## Try it
In the records, find each line where "already" occurs, and copy it.

Saved entries
== Segment start ==

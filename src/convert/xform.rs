//! Value-domain transforms: squared-distance → world-space distance,
//! far-field sign assignment, and band trimming.

use rayon::prelude::*;

use crate::tree::{Tree, LEAF_SIZE};

/// Replace each active value `v` by `sign(v) * voxel_size * sqrt(|v|)`,
/// converting the working negated-squared-distance encoding into signed
/// world-space distances. In unsigned mode the sign is always positive.
pub fn sqrt_and_scale(dist: &mut Tree<f32>, voxel_size: f32, unsigned_dist: bool) {
    let mut leaves = dist.leaves_mut_sorted();
    leaves.par_iter_mut().for_each(|leaf| {
        let on: Vec<usize> = leaf.iter_on().collect();
        for pos in on {
            let v = leaf.value(pos);
            let w = if !unsigned_dist && v < 0.0 {
                -voxel_size
            } else {
                voxel_size
            };
            leaf.set_value_only(pos, w * v.abs().sqrt());
        }
    });
}

/// Rewrite inactive values to the signed band widths: `+ex_band` on the
/// outside, `-in_band` on the inside (signs were assigned by the preceding
/// signed flood fill). Tiles follow the same rule, and the tree background
/// becomes `+ex_band`.
pub fn voxel_sign(dist: &mut Tree<f32>, ex_band: f32, in_band: f32) {
    let mut leaves = dist.leaves_mut_sorted();
    leaves.par_iter_mut().for_each(|leaf| {
        for pos in 0..LEAF_SIZE {
            if !leaf.is_on(pos) {
                let v = leaf.value(pos);
                leaf.set_value_only(pos, if v < 0.0 { -in_band } else { ex_band });
            }
        }
    });
    drop(leaves);

    dist.for_each_tile_mut(|value, _active| {
        *value = if *value < 0.0 { -in_band } else { ex_band };
    });
    dist.set_background(ex_band);
}

/// Deactivate voxels whose value lies outside the requested band, setting
/// them to the matching signed background.
pub fn trim(dist: &mut Tree<f32>, ex_band: f32, in_band: f32) {
    let mut leaves = dist.leaves_mut_sorted();
    leaves.par_iter_mut().for_each(|leaf| {
        let on: Vec<usize> = leaf.iter_on().collect();
        for pos in on {
            let v = leaf.value(pos);
            if v < 0.0 {
                if v <= -in_band {
                    leaf.set_value_off(pos, -in_band);
                }
            } else if v >= ex_band {
                leaf.set_value_off(pos, ex_band);
            }
        }
    });
}
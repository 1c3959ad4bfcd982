//! Timer-driven refresh scheduling.
//!
//! Each registered schedule gets its own task that ticks immediately and then
//! every `interval`. Cancellation is cooperative: a tick already running
//! finishes (and may write the cache) before the task stops.

use parking_lot::Mutex;
use std::collections::HashMap;
use std::sync::Arc;
use tokio::task::JoinHandle;
use tokio::time::MissedTickBehavior;
use tokio_util::sync::CancellationToken;

use crate::error::WeatherError;
use crate::refresher::{RefreshOutcome, Refresher};
use crate::schedule::{Schedule, ScheduleRegistry};

struct Timer {
    token: CancellationToken,
    handle: JoinHandle<()>,
}

pub struct Scheduler {
    refresher: Arc<Refresher>,
    registry: Arc<ScheduleRegistry>,
    timers: Mutex<HashMap<String, Timer>>,
    root: CancellationToken,
}

impl Scheduler {
    pub fn new(refresher: Arc<Refresher>) -> Self {
        let registry = refresher.registry().clone();
        Self {
            refresher,
            registry,
            timers: Mutex::new(HashMap::new()),
            root: CancellationToken::new(),
        }
    }

    pub fn refresher(&self) -> &Arc<Refresher> {
        &self.refresher
    }

    /// Activate `schedule` and arm its timer, first tick now.
    ///
    /// An existing timer for the same source is discarded, never resumed.
    /// Must be called from within a tokio runtime.
    pub fn register(&self, schedule: Schedule) -> Result<(), WeatherError> {
        schedule.validate()?;
        let runtime = tokio::runtime::Handle::try_current().map_err(|_| {
            WeatherError::InvalidSchedule("scheduler needs a running tokio runtime".to_string())
        })?;

        let mut timers = self.timers.lock();
        if let Some(old) = timers.remove(&schedule.source_id) {
            tracing::debug!("Re-arming schedule for {}", schedule.source_id);
            old.token.cancel();
        }

        self.registry.insert(schedule.clone());

        let token = self.root.child_token();
        let source_id = schedule.source_id.clone();
        tracing::info!(
            "Scheduled {} ({:?}) every {:?}",
            source_id,
            schedule.place,
            schedule.interval
        );
        let handle = runtime.spawn(run_timer(self.refresher.clone(), schedule, token.clone()));
        timers.insert(source_id, Timer { token, handle });
        Ok(())
    }

    /// Deactivate `source_id` and stop its timer. Returns whether it was active.
    ///
    /// The cached record is left in place; see [`Refresher::purge`].
    pub fn cancel(&self, source_id: &str) -> bool {
        let removed = self.registry.remove(source_id).is_some();
        if let Some(timer) = self.timers.lock().remove(source_id) {
            timer.token.cancel();
        }
        if removed {
            tracing::info!("Cancelled schedule for {}", source_id);
        }
        removed
    }

    /// Active schedules, ordered by source id.
    pub fn active(&self) -> Vec<Schedule> {
        self.registry.active()
    }

    pub fn is_active(&self, source_id: &str) -> bool {
        self.registry.is_active(source_id)
    }

    /// Stop every timer and wait for in-flight ticks to finish.
    pub async fn shutdown(&self) {
        self.root.cancel();
        self.registry.clear();

        let timers: Vec<(String, Timer)> = self.timers.lock().drain().collect();
        for (source_id, timer) in timers {
            if let Err(e) = timer.handle.await {
                tracing::warn!("Timer task for {} ended abnormally: {}", source_id, e);
            }
        }
        tracing::info!("Scheduler stopped");
    }
}

impl Drop for Scheduler {
    fn drop(&mut self) {
        self.root.cancel();
    }
}

async fn run_timer(refresher: Arc<Refresher>, schedule: Schedule, token: CancellationToken) {
    let mut ticker = tokio::time::interval(schedule.interval);
    ticker.set_missed_tick_behavior(MissedTickBehavior::Delay);

    loop {
        tokio::select! {
            // Cancellation wins over a tick that is ready at the same time
            biased;
            _ = token.cancelled() => break,
            _ = ticker.tick() => {
                // Runs to completion even if cancelled meanwhile
                match refresher.refresh(&schedule.source_id, &schedule.place).await {
                    RefreshOutcome::Updated { entries } => {
                        tracing::info!("Refreshed {}: {} entries", schedule.source_id, entries);
                    }
                    RefreshOutcome::Failed(_) | RefreshOutcome::Skipped(_) => {}
                }
            }
        }
    }
    tracing::debug!("Timer for {} stopped", schedule.source_id);
}

#[cfg(test)]
mod tests {
    use super::*;
    use crate::provider::WeatherProvider;
    use crate::store::{ForecastStore, MemoryForecastStore};
    use std::time::Duration;
    use wiremock::matchers::{method, path};
    use wiremock::{Mock, MockServer, ResponseTemplate};

    const FORECAST: &str = r#"<weatherdata><forecast><tabular>
        <time from="2099-01-01T12:00:00"><symbol var="01d"/><temperature unit="celsius" value="5.0"/></time>
    </tabular></forecast></weatherdata>"#;

    async fn mount(server: &MockServer, place: &str) {
        Mock::given(method("GET"))
            .and(path(format!("/{}/forecast.xml", place)))
            .respond_with(ResponseTemplate::new(200).set_body_string(FORECAST))
            .mount(server)
            .await;
    }

    fn setup(server: &MockServer) -> (Scheduler, Arc<MemoryForecastStore>) {
        let store = Arc::new(MemoryForecastStore::new());
        let provider = WeatherProvider::with_base_url(&server.uri()).unwrap();
        let refresher = Refresher::new(provider, store.clone(), Arc::new(ScheduleRegistry::new()));
        (Scheduler::new(Arc::new(refresher)), store)
    }

    async fn eventually(check: impl Fn() -> bool) -> bool {
        for _ in 0..100 {
            if check() {
                return true;
            }
            tokio::time::sleep(Duration::from_millis(20)).await;
        }
        check()
    }

    fn place_of(store: &MemoryForecastStore, source_id: &str) -> Option<String> {
        store.get(source_id).unwrap().map(|record| record.place)
    }

    async fn request_count(server: &MockServer) -> usize {
        server.received_requests().await.map(|r| r.len()).unwrap_or(0)
    }

    #[tokio::test]
    async fn test_first_tick_is_immediate() {
        let server = MockServer::start().await;
        mount(&server, "oslo").await;
        let (scheduler, store) = setup(&server);

        scheduler
            .register(Schedule::new("w1", "oslo", Duration::from_secs(3600)))
            .unwrap();

        assert!(eventually(|| store.get("w1").unwrap().is_some()).await);
        assert_eq!(request_count(&server).await, 1);
        scheduler.shutdown().await;
    }

    #[tokio::test]
    async fn test_cancel_stops_ticks_and_keeps_cache() {
        let server = MockServer::start().await;
        mount(&server, "oslo").await;
        let (scheduler, store) = setup(&server);

        scheduler
            .register(Schedule::new("w1", "oslo", Duration::from_millis(50)))
            .unwrap();
        assert!(eventually(|| store.get("w1").unwrap().is_some()).await);

        assert!(scheduler.cancel("w1"));
        assert!(!scheduler.is_active("w1"));
        assert!(!scheduler.cancel("w1"));

        // Let any in-flight tick settle before counting
        tokio::time::sleep(Duration::from_millis(100)).await;
        let after_cancel = request_count(&server).await;
        tokio::time::sleep(Duration::from_millis(200)).await;
        assert_eq!(request_count(&server).await, after_cancel);

        assert!(store.get("w1").unwrap().is_some());
    }

    #[tokio::test]
    async fn test_register_rearms_with_new_place() {
        let server = MockServer::start().await;
        mount(&server, "oslo").await;
        mount(&server, "bergen").await;
        let (scheduler, store) = setup(&server);

        scheduler
            .register(Schedule::new("w1", "oslo", Duration::from_secs(3600)))
            .unwrap();
        assert!(eventually(|| place_of(&store, "w1").as_deref() == Some("oslo")).await);

        scheduler
            .register(Schedule::new("w1", "bergen", Duration::from_secs(3600)))
            .unwrap();
        assert!(eventually(|| place_of(&store, "w1").as_deref() == Some("bergen")).await);

        let active = scheduler.active();
        assert_eq!(active.len(), 1);
        assert_eq!(active[0].place, "bergen");
        scheduler.shutdown().await;
    }

    #[tokio::test]
    async fn test_cancelled_timer_never_starts_a_tick() {
        let server = MockServer::start().await;
        mount(&server, "oslo").await;
        let (scheduler, store) = setup(&server);

        let schedule = Schedule::new("w1", "oslo", Duration::from_millis(10));
        scheduler.refresher().registry().insert(schedule.clone());
        let token = CancellationToken::new();
        token.cancel();

        // First tick is ready immediately, but the token is already cancelled
        for _ in 0..20 {
            run_timer(scheduler.refresher().clone(), schedule.clone(), token.clone()).await;
        }

        assert_eq!(request_count(&server).await, 0);
        assert!(store.get("w1").unwrap().is_none());
    }

    #[tokio::test]
    async fn test_invalid_schedule_rejected() {
        let server = MockServer::start().await;
        let (scheduler, _) = setup(&server);

        let err = scheduler
            .register(Schedule::new("w1", "oslo", Duration::ZERO))
            .unwrap_err();
        assert!(matches!(err, WeatherError::InvalidSchedule(_)));
        assert!(scheduler.active().is_empty());
    }

    #[tokio::test]
    async fn test_shutdown_clears_everything() {
        let server = MockServer::start().await;
        mount(&server, "oslo").await;
        let (scheduler, _) = setup(&server);

        scheduler
            .register(Schedule::new("w1", "oslo", Duration::from_secs(3600)))
            .unwrap();
        scheduler
            .register(Schedule::new("w2", "", Duration::from_secs(3600)))
            .unwrap();
        assert_eq!(scheduler.active().len(), 2);

        scheduler.shutdown().await;
        assert!(scheduler.active().is_empty());
        assert!(!scheduler.refresher().registry().is_active("w1"));
    }
}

== Segment end ==

## Task solution
//! every `interval`. Cancellation is cooperative: a tick already running
        // First tick is ready immediately, but the token is already cancelled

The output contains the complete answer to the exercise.